Each line of the records below that contains "context" needs to be copied.

*-*-*

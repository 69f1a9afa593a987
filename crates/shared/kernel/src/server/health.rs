use axum::http::header;
use axum::{Json, response::IntoResponse};
use psf_derive::{api_handler, api_model};
use psf_domain::constants::SYSTEM_TAG;
use std::sync::LazyLock;
use std::time::Instant;

#[api_model]
/// Health check response
struct HealthResponse {
    /// Status
    status: &'static str,
    /// Version
    version: &'static str,
    /// Uptime in seconds
    uptime: u64,
}

static START_TIME: LazyLock<Instant> = LazyLock::new(Instant::now);

#[api_handler(
    get,
    path = "/health",
    responses((status = OK, description = "Healthcheck endpoint", body = HealthResponse)),
    tag = SYSTEM_TAG,
)]
pub(super) async fn health_handler() -> impl IntoResponse {
    let body = HealthResponse {
        status: "up",
        version: env!("CARGO_PKG_VERSION"),
        uptime: START_TIME.elapsed().as_secs(),
    };

    ([(header::CACHE_CONTROL, "no-store, no-cache, must-revalidate")], Json(body))
}
use std::borrow::Cow;

/// Errors raised while installing the global subscriber.
#[psf_derive::psf_error]
pub enum LoggerError {
    /// The rolling file appender could not be created (bad directory, permissions).
    #[error("Rolling file appender error{}: {source}", format_context(.context))]
    Appender { source: tracing_appender::rolling::InitError, context: Option<Cow<'static, str>> },

    /// A global subscriber is already installed in this process.
    #[error("Tracing subscriber error{}: {source}", format_context(.context))]
    Subscriber {
        source: tracing_subscriber::util::TryInitError,
        context: Option<Cow<'static, str>>,
    },

    #[error("Log directory error{}: {source}", format_context(.context))]
    Io { source: std::io::Error, context: Option<Cow<'static, str>> },

    #[error("Invalid logger configuration{}: {message}", format_context(.context))]
    InvalidConfiguration { message: Cow<'static, str>, context: Option<Cow<'static, str>> },
}

impl LoggerError {
    pub(crate) fn invalid(message: impl Into<Cow<'static, str>>) -> Self {
        Self::InvalidConfiguration { message: message.into(), context: None }
    }
}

*-*-*

EXERCISE OUTPUT ->
    #[error("Rolling file appender error{}: {source}", format_context(.context))]
    Appender { source: tracing_appender::rolling::InitError, context: Option<Cow<'static, str>> },
    #[error("Tracing subscriber error{}: {source}", format_context(.context))]
        context: Option<Cow<'static, str>>,
    #[error("Log directory error{}: {source}", format_context(.context))]
    Io { source: std::io::Error, context: Option<Cow<'static, str>> },
    #[error("Invalid logger configuration{}: {message}", format_context(.context))]
    InvalidConfiguration { message: Cow<'static, str>, context: Option<Cow<'static, str>> },
        Self::InvalidConfiguration { message: message.into(), context: None }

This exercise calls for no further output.